→ What this task involves
Starting at the line below holding "#[must_use]" and stopping at the line holding "pub fn is_failure(&self)", print every line exactly, both ends included, and leave the rest out.

[Entries taken from a collection]

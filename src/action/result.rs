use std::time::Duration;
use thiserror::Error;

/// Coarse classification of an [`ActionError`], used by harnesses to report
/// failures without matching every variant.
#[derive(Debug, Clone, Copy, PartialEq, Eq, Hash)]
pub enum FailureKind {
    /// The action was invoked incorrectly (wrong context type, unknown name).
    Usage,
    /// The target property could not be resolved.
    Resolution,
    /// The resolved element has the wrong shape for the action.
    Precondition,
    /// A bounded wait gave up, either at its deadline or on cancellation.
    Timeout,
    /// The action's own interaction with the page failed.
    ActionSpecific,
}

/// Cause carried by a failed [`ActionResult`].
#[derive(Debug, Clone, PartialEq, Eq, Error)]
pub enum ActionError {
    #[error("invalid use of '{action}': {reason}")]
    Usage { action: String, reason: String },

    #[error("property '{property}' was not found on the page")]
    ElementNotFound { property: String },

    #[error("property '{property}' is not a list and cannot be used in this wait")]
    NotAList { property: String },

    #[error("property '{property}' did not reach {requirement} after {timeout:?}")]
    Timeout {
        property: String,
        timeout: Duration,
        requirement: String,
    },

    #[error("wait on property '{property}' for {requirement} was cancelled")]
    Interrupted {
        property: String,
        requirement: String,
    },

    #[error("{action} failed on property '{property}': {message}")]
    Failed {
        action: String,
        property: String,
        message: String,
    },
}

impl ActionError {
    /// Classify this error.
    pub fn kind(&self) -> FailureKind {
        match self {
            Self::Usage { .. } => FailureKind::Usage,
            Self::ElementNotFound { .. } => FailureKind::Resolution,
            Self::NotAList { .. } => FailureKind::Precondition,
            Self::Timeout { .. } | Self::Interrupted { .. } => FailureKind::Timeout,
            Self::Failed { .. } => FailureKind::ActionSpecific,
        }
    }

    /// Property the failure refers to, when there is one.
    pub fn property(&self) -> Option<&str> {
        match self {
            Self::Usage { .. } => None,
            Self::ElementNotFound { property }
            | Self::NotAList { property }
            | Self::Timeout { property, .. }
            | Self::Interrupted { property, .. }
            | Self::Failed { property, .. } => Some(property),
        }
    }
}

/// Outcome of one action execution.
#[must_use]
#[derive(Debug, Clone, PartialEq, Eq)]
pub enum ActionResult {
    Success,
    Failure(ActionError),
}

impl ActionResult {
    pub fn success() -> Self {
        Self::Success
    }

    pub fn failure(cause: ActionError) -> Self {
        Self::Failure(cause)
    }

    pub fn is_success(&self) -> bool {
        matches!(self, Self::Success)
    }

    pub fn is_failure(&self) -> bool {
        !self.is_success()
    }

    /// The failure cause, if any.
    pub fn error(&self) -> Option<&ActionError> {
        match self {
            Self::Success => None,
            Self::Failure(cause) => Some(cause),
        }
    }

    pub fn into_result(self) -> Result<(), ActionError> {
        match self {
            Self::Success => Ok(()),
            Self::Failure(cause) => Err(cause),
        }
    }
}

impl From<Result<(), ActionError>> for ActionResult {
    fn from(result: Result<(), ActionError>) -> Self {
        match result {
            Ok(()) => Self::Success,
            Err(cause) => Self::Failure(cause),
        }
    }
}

* * *

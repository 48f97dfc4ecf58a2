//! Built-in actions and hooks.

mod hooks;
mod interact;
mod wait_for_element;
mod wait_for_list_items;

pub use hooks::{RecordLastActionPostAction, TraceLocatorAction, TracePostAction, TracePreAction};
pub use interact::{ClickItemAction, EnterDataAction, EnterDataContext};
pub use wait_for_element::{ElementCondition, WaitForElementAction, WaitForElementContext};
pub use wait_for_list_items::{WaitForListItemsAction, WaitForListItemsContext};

→ Written response
#[must_use]
#[derive(Debug, Clone, PartialEq, Eq)]
pub enum ActionResult {
    Success,
    Failure(ActionError),
}

impl ActionResult {
    pub fn success() -> Self {
        Self::Success
    }

    pub fn failure(cause: ActionError) -> Self {
        Self::Failure(cause)
    }

    pub fn is_success(&self) -> bool {
        matches!(self, Self::Success)
    }

    pub fn is_failure(&self) -> bool {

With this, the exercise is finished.